Reply with one number, the count of lines below that contain the string "visible".

----

//! The binder: first semantic pass over the (flattened) syntax tree.
//!
//! Registers the overload set of every function up front so mutual
//! recursion binds, resolves declared type annotations, checks that
//! every referenced name exists, narrows each call site to its visible
//! overload candidates, and re-creates the scope-tree shape the checker
//! later replays. Failures record one diagnostic and substitute an
//! `Error` placeholder node so the walk continues.

use crate::compiler::bound::{BoundExpr, BoundFunction, BoundProgram, BoundStatement};
use crate::compiler::context::CompilationContext;
use crate::compiler::diagnostics::Diagnostic;
use crate::compiler::scope::{ScopeKind, ScopeTree};
use crate::compiler::symbols::{FunctionSymbol, HostFn, ParameterSymbol, Symbol};
use crate::compiler::syntax::{Expr, FunctionDecl, Program, Statement, TypeAnnotation};
use crate::compiler::types::TypeRef;
use std::rc::Rc;

/// The binder's output: the bound tree, the scope tree it built (ready
/// for replay), and the diagnostics it accumulated.
pub struct Binding {
    pub program: BoundProgram,
    pub scopes: ScopeTree,
    pub diagnostics: Vec<Diagnostic>,
}

pub struct Binder<'a> {
    ctx: &'a mut CompilationContext,
    scopes: ScopeTree,
    diagnostics: Vec<Diagnostic>,
}

impl<'a> Binder<'a> {
    pub fn new(ctx: &'a mut CompilationContext) -> Self {
        let mut scopes = ScopeTree::new(ctx);
        register_builtins(ctx, &mut scopes);
        Self {
            ctx,
            scopes,
            diagnostics: Vec::new(),
        }
    }

    pub fn bind(mut self, program: &Program) -> Binding {
        // First pass: declare every function so call sites anywhere in
        // the program see the full overload sets.
        let mut symbols = Vec::with_capacity(program.functions.len());
        for decl in &program.functions {
            let symbol = self.declare_function(decl);
            if self.scopes.register_function(Rc::clone(&symbol)).is_none() {
                self.diagnostics.push(Diagnostic::type_error(
                    format!(
                        "function '{}' is already defined with an identical parameter list",
                        self.ctx.interner.resolve(decl.name)
                    ),
                    decl.span,
                ));
            }
            symbols.push(symbol);
        }

        // Second pass: bind function bodies.
        let mut functions = Vec::with_capacity(program.functions.len());
        for (decl, symbol) in program.functions.iter().zip(symbols) {
            self.scopes.begin_function_scope(Rc::clone(&symbol));
            for param in &symbol.params {
                self.scopes.register_parameter(Rc::clone(param));
            }
            let body = self.bind_statements(&decl.body);
            self.scopes.exit_scope();
            functions.push(BoundFunction { symbol, body });
        }

        Binding {
            program: BoundProgram { functions },
            scopes: self.scopes,
            diagnostics: self.diagnostics,
        }
    }

    fn declare_function(&mut self, decl: &FunctionDecl) -> Rc<FunctionSymbol> {
        let params = decl
            .params
            .iter()
            .enumerate()
            .map(|(index, param)| {
                let ty = self.resolve_annotation(&param.annotation);
                Rc::new(ParameterSymbol {
                    name: param.name,
                    ty,
                    index,
                })
            })
            .collect();
        let return_type = match &decl.return_annotation {
            Some(annotation) => self.resolve_annotation(annotation),
            None => self.ctx.types.none(),
        };
        Rc::new(FunctionSymbol {
            name: decl.name,
            qualified_name: decl.name,
            serial: self.ctx.next_function_serial(),
            return_type,
            params,
            host: None,
        })
    }

    /// Resolve a type annotation, substituting the error type (and
    /// recording a diagnostic) when the name is unknown.
    fn resolve_annotation(&mut self, annotation: &TypeAnnotation) -> TypeRef {
        match self.scopes.resolve_type(annotation.name) {
            Some(ty) => ty,
            None => {
                self.diagnostics.push(Diagnostic::type_error(
                    format!(
                        "unknown type '{}'",
                        self.ctx.interner.resolve(annotation.name)
                    ),
                    annotation.span,
                ));
                self.ctx.types.error()
            }
        }
    }

    fn bind_statements(&mut self, statements: &[Statement]) -> Vec<BoundStatement> {
        statements
            .iter()
            .map(|stmt| self.bind_statement(stmt))
            .collect()
    }

    fn bind_statement(&mut self, stmt: &Statement) -> BoundStatement {
        match stmt {
            Statement::VarDecl {
                name,
                annotation,
                init,
                span,
            } => {
                // The initializer binds before the declaration, so it
                // sees an outer binding of the same name.
                let init = self.bind_expr(init);
                let annotation = annotation.as_ref().map(|a| self.resolve_annotation(a));
                let declared = annotation
                    .clone()
                    .unwrap_or_else(|| self.ctx.types.error());
                self.scopes.register_variable(self.ctx, *name, declared);
                BoundStatement::VarDecl {
                    name: *name,
                    annotation,
                    init,
                    span: *span,
                }
            }
            Statement::ConstDecl {
                name,
                annotation,
                init,
                span,
            } => {
                let init = self.bind_expr(init);
                let annotation = annotation.as_ref().map(|a| self.resolve_annotation(a));
                // Registration for existence only; the checker validates
                // the literal and re-registers with the final type. A
                // non-literal initializer gets a placeholder binding.
                match &init {
                    BoundExpr::Literal { value, .. } => {
                        let ty = annotation
                            .clone()
                            .unwrap_or_else(|| literal_type(self.ctx, value));
                        self.scopes.register_constant(*name, ty, value.clone());
                    }
                    _ => {
                        let error = self.ctx.types.error();
                        self.scopes.register_variable(self.ctx, *name, error);
                    }
                }
                BoundStatement::ConstDecl {
                    name: *name,
                    annotation,
                    init,
                    span: *span,
                }
            }
            Statement::Assign { name, value, span } => BoundStatement::Assign {
                name: *name,
                value: self.bind_expr(value),
                span: *span,
            },
            Statement::If {
                condition,
                then_block,
                else_block,
                span,
            } => {
                let condition = self.bind_expr(condition);
                self.scopes.begin_scope(ScopeKind::Block);
                let then_block = self.bind_statements(then_block);
                self.scopes.exit_scope();
                let else_block = else_block.as_ref().map(|block| {
                    self.scopes.begin_scope(ScopeKind::Block);
                    let bound = self.bind_statements(block);
                    self.scopes.exit_scope();
                    bound
                });
                BoundStatement::If {
                    condition,
                    then_block,
                    else_block,
                    span: *span,
                }
            }
            Statement::While {
                condition,
                body,
                span,
            } => {
                let condition = self.bind_expr(condition);
                self.scopes.begin_scope(ScopeKind::Loop);
                let body = self.bind_statements(body);
                self.scopes.exit_scope();
                BoundStatement::While {
                    condition,
                    body,
                    span: *span,
                }
            }
            Statement::For {
                var,
                start,
                end,
                inclusive,
                step,
                body,
                span,
            } => {
                // Bounds and step bind outside the loop scope; the
                // iterator is only visible inside it.
                let start = self.bind_expr(start);
                let end = self.bind_expr(end);
                let step = step.as_ref().map(|s| self.bind_expr(s));
                self.scopes.begin_scope(ScopeKind::Loop);
                let int64 = self.ctx.types.int64();
                self.scopes.register_variable(self.ctx, *var, int64);
                let body = self.bind_statements(body);
                self.scopes.exit_scope();
                BoundStatement::For {
                    var: *var,
                    start,
                    end,
                    inclusive: *inclusive,
                    step,
                    body,
                    span: *span,
                }
            }
            Statement::Break { span } => BoundStatement::Break { span: *span },
            Statement::Continue { span } => BoundStatement::Continue { span: *span },
            Statement::Return { value, span } => BoundStatement::Return {
                value: value.as_ref().map(|v| self.bind_expr(v)),
                span: *span,
            },
            Statement::Expr { expr, span } => BoundStatement::Expr {
                expr: self.bind_expr(expr),
                span: *span,
            },
            Statement::Block { statements, span } => {
                self.scopes.begin_scope(ScopeKind::Block);
                let statements = self.bind_statements(statements);
                self.scopes.exit_scope();
                BoundStatement::Block {
                    statements,
                    span: *span,
                }
            }
            Statement::FnDecl(decl) => {
                // The flattening pre-pass hoists these; reaching one
                // here means the caller skipped it.
                self.diagnostics.push(Diagnostic::type_error(
                    format!(
                        "nested function '{}' was not flattened before binding",
                        self.ctx.interner.resolve(decl.name)
                    ),
                    decl.span,
                ));
                BoundStatement::Block {
                    statements: Vec::new(),
                    span: decl.span,
                }
            }
        }
    }

    fn bind_expr(&mut self, expr: &Expr) -> BoundExpr {
        match expr {
            Expr::Literal { value, span } => BoundExpr::Literal {
                value: value.clone(),
                span: *span,
            },
            Expr::Name { name, span } => {
                if self.scopes.get_symbol(*name).is_none() {
                    self.diagnostics.push(Diagnostic::type_error(
                        format!("undefined variable '{}'", self.ctx.interner.resolve(*name)),
                        *span,
                    ));
                    return BoundExpr::Error { span: *span };
                }
                BoundExpr::Name {
                    name: *name,
                    span: *span,
                }
            }
            Expr::Unary { op, operand, span } => BoundExpr::Unary {
                op: *op,
                operand: Box::new(self.bind_expr(operand)),
                span: *span,
            },
            Expr::Binary {
                op,
                left,
                right,
                span,
            } => BoundExpr::Binary {
                op: *op,
                left: Box::new(self.bind_expr(left)),
                right: Box::new(self.bind_expr(right)),
                span: *span,
            },
            Expr::Call { callee, args, span } => {
                let args: Vec<BoundExpr> = args.iter().map(|a| self.bind_expr(a)).collect();
                let overloads = self.scopes.function_overloads(*callee);
                if overloads.is_empty() {
                    let message = match self.scopes.get_symbol(*callee) {
                        Some(Symbol::Variable(_) | Symbol::Parameter(_) | Symbol::Constant(_)) => {
                            format!(
                                "'{}' is not a function",
                                self.ctx.interner.resolve(*callee)
                            )
                        }
                        None => format!(
                            "undefined function '{}'",
                            self.ctx.interner.resolve(*callee)
                        ),
                    };
                    self.diagnostics
                        .push(Diagnostic::type_error(message, *span));
                    return BoundExpr::Error { span: *span };
                }
                BoundExpr::Call {
                    name: *callee,
                    overloads,
                    args,
                    span: *span,
                }
            }
        }
    }
}

fn literal_type(
    ctx: &CompilationContext,
    value: &crate::compiler::syntax::LiteralValue,
) -> TypeRef {
    use crate::compiler::syntax::LiteralValue;
    match value {
        LiteralValue::Int(_) => ctx.types.int64(),
        LiteralValue::Float(_) => ctx.types.float64(),
        LiteralValue::Bool(_) => ctx.types.bool(),
        LiteralValue::Str(_) => ctx.types.string(),
    }
}

/// Pre-bind the fixed standard-library surface: an overloaded `println`
/// per primitive type, mapped to the host console-output primitive
/// instead of a generated body.
fn register_builtins(ctx: &mut CompilationContext, scopes: &mut ScopeTree) {
    let println = ctx.interner.intern("println");
    let value = ctx.interner.intern("value");
    let overloads = [
        (ctx.types.int64(), HostFn::PrintlnInt64),
        (ctx.types.float64(), HostFn::PrintlnFloat64),
        (ctx.types.bool(), HostFn::PrintlnBool),
        (ctx.types.string(), HostFn::PrintlnString),
    ];
    for (ty, host) in overloads {
        let symbol = Rc::new(FunctionSymbol {
            name: println,
            qualified_name: println,
            serial: ctx.next_function_serial(),
            return_type: ctx.types.none(),
            params: vec![Rc::new(ParameterSymbol {
                name: value,
                ty,
                index: 0,
            })],
            host: Some(host),
        });
        scopes
            .register_function(symbol)
            .expect("builtin overloads are distinct");
    }
}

----

Exercise response =>
2